(Items listed in a dataset)
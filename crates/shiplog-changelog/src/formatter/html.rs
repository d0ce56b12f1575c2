//! HTML changelog renderer

use shiplog_core::config::{OutputFormat, RenderConfig};
use shiplog_core::Result;
use tracing::{debug, instrument};

use super::{authors, short_id, timestamp, ChangelogRenderer};
use crate::types::ChangelogDocument;

const STYLE: &str = "body{font-family:-apple-system,BlinkMacSystemFont,\"Segoe UI\",sans-serif;max-width:52rem;margin:2rem auto;padding:0 1rem;color:#1f2328;line-height:1.5}\
h1{border-bottom:1px solid #d0d7de;padding-bottom:.3rem}\
.meta{color:#656d76;font-size:.9rem}\
.summary{background:#f6f8fa;border-left:4px solid #0969da;padding:.5rem 1rem}\
.breaking{border-left:4px solid #cf222e;padding-left:1rem}\
.flag{color:#cf222e;font-weight:600}\
.scope{font-weight:600}\
code{font-size:.85rem;color:#656d76}";

/// Escape text for element content and attribute values
pub fn escape_html(text: &str) -> String {
    let mut out = String::with_capacity(text.len());
    for c in text.chars() {
        match c {
            '&' => out.push_str("&amp;"),
            '<' => out.push_str("&lt;"),
            '>' => out.push_str("&gt;"),
            '"' => out.push_str("&quot;"),
            '\'' => out.push_str("&#39;"),
            _ => out.push(c),
        }
    }
    out
}

/// Self-contained HTML page renderer
pub struct HtmlRenderer {
    config: RenderConfig,
}

impl HtmlRenderer {
    /// Create a new HTML renderer
    pub fn new(config: RenderConfig) -> Self {
        Self { config }
    }

    fn hashes<'a>(&self, ids: impl Iterator<Item = &'a str>) -> String {
        if !self.config.include_hashes {
            return String::new();
        }
        let links: Vec<String> = ids
            .map(|id| {
                let short = escape_html(short_id(id));
                match &self.config.repo_url {
                    Some(url) => format!(
                        "<a href=\"{}/commit/{}\"><code>{}</code></a>",
                        escape_html(url.trim_end_matches('/')),
                        escape_html(id),
                        short
                    ),
                    None => format!("<code>{}</code>", short),
                }
            })
            .collect();
        if links.is_empty() {
            String::new()
        } else {
            format!(" ({})", links.join(", "))
        }
    }
}

impl Default for HtmlRenderer {
    fn default() -> Self {
        Self::new(RenderConfig::default())
    }
}

impl ChangelogRenderer for HtmlRenderer {
    #[instrument(skip(self, document), fields(range = %document.metadata.range, section_count = document.sections.len()))]
    fn render(&self, document: &ChangelogDocument) -> Result<String> {
        let meta = &document.metadata;
        let title = escape_html(&self.config.title);
        let range = escape_html(&meta.range);

        let mut out = String::new();
        out.push_str("<!DOCTYPE html>\n<html lang=\"en\">\n<head>\n<meta charset=\"utf-8\">\n");
        out.push_str(&format!("<title>{} - {}</title>\n", title, range));
        out.push_str(&format!("<style>{}</style>\n</head>\n<body>\n", STYLE));
        out.push_str(&format!("<h1>{}</h1>\n<h2>{}</h2>\n", title, range));
        out.push_str(&format!(
            "<p class=\"meta\">Generated <time datetime=\"{ts}\">{ts}</time> from {} commit{}.</p>\n",
            meta.total_commits,
            if meta.total_commits == 1 { "" } else { "s" },
            ts = timestamp(&meta.generated_at),
        ));

        if let Some(summary) = &document.summary {
            out.push_str(&format!(
                "<p class=\"summary\">{}</p>\n",
                escape_html(summary.text.trim())
            ));
        }

        if !document.breaking_changes.is_empty() {
            out.push_str("<section class=\"breaking\">\n<h3>⚠ Breaking Changes</h3>\n<ul>\n");
            for change in &document.breaking_changes {
                out.push_str(&format!(
                    "<li>{}{}</li>\n",
                    escape_html(&change.description),
                    self.hashes(change.commits.iter().map(String::as_str))
                ));
            }
            out.push_str("</ul>\n</section>\n");
        }

        for section in document.visible_sections(self.config.show_hidden) {
            out.push_str(&format!(
                "<section>\n<h3>{}</h3>\n<ul>\n",
                escape_html(&section.title)
            ));
            for entry in &section.entries {
                out.push_str("<li>");
                if entry.breaking {
                    out.push_str("<span class=\"flag\">⚠</span> ");
                }
                if let Some(scope) = &entry.scope {
                    out.push_str(&format!("<span class=\"scope\">{}:</span> ", escape_html(scope)));
                }
                out.push_str(&escape_html(&entry.description));
                out.push_str(&self.hashes(entry.commits.iter().map(|c| c.id.as_str())));
                if self.config.include_authors {
                    out.push_str(&format!(
                        " <span class=\"author\">{}</span>",
                        escape_html(&authors(&entry.commits).join(", "))
                    ));
                }
                out.push_str("</li>\n");
            }
            out.push_str("</ul>\n</section>\n");
        }

        out.push_str("</body>\n</html>\n");
        debug!(output_len = out.len(), "html changelog rendered");
        Ok(out)
    }

    fn format(&self) -> OutputFormat {
        OutputFormat::Html
    }
}

#[cfg(test)]
mod tests {
    use super::*;
    use crate::formatter::fixtures;

    #[test]
    fn test_escape_html() {
        assert_eq!(
            escape_html("<a href=\"x\">Tom & 'Jerry'</a>"),
            "&lt;a href=&quot;x&quot;&gt;Tom &amp; &#39;Jerry&#39;&lt;/a&gt;"
        );
    }

    #[test]
    fn test_render_is_self_contained() {
        let output = HtmlRenderer::default().render(&fixtures::document()).unwrap();
        assert!(output.starts_with("<!DOCTYPE html>"));
        assert!(output.contains("<style>"));
        assert!(!output.contains("<link"));
        assert!(!output.contains("<script"));
        assert!(output.ends_with("</html>\n"));
    }

    #[test]
    fn test_commit_text_is_escaped() {
        let output = HtmlRenderer::default().render(&fixtures::document()).unwrap();
        assert!(output.contains("escape &lt;script&gt; &amp; &quot;quotes&quot;"));
    }

    #[test]
    fn test_sections_and_breaking_block() {
        let output = HtmlRenderer::default().render(&fixtures::document()).unwrap();
        assert!(output.contains("<h3>Features</h3>"));
        assert!(output.contains("<h3>Bug Fixes</h3>"));
        assert!(!output.contains("<h3>Chores</h3>"));
        assert!(output.contains("<span class=\"scope\">auth:</span> add OAuth2 support"));
        let breaking = output.find("Breaking Changes").unwrap();
        assert!(breaking < output.find("<h3>Features</h3>").unwrap());
    }

    #[test]
    fn test_commit_links() {
        let config = RenderConfig {
            repo_url: Some("https://example.com/r".to_string()),
            ..RenderConfig::default()
        };
        let output = HtmlRenderer::new(config).render(&fixtures::document()).unwrap();
        assert!(output.contains(
            "<a href=\"https://example.com/r/commit/aaaaaaa1111\"><code>aaaaaaa</code></a>"
        ));
    }

    #[test]
    fn test_render_is_deterministic() {
        let renderer = HtmlRenderer::default();
        let doc = fixtures::document();
        assert_eq!(renderer.render(&doc).unwrap(), renderer.render(&doc).unwrap());
    }
}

* **DIRECTIONS**
Go through the records and tally the lines that include "example". Write only the number.

* **SOLVED PROBLEM**
2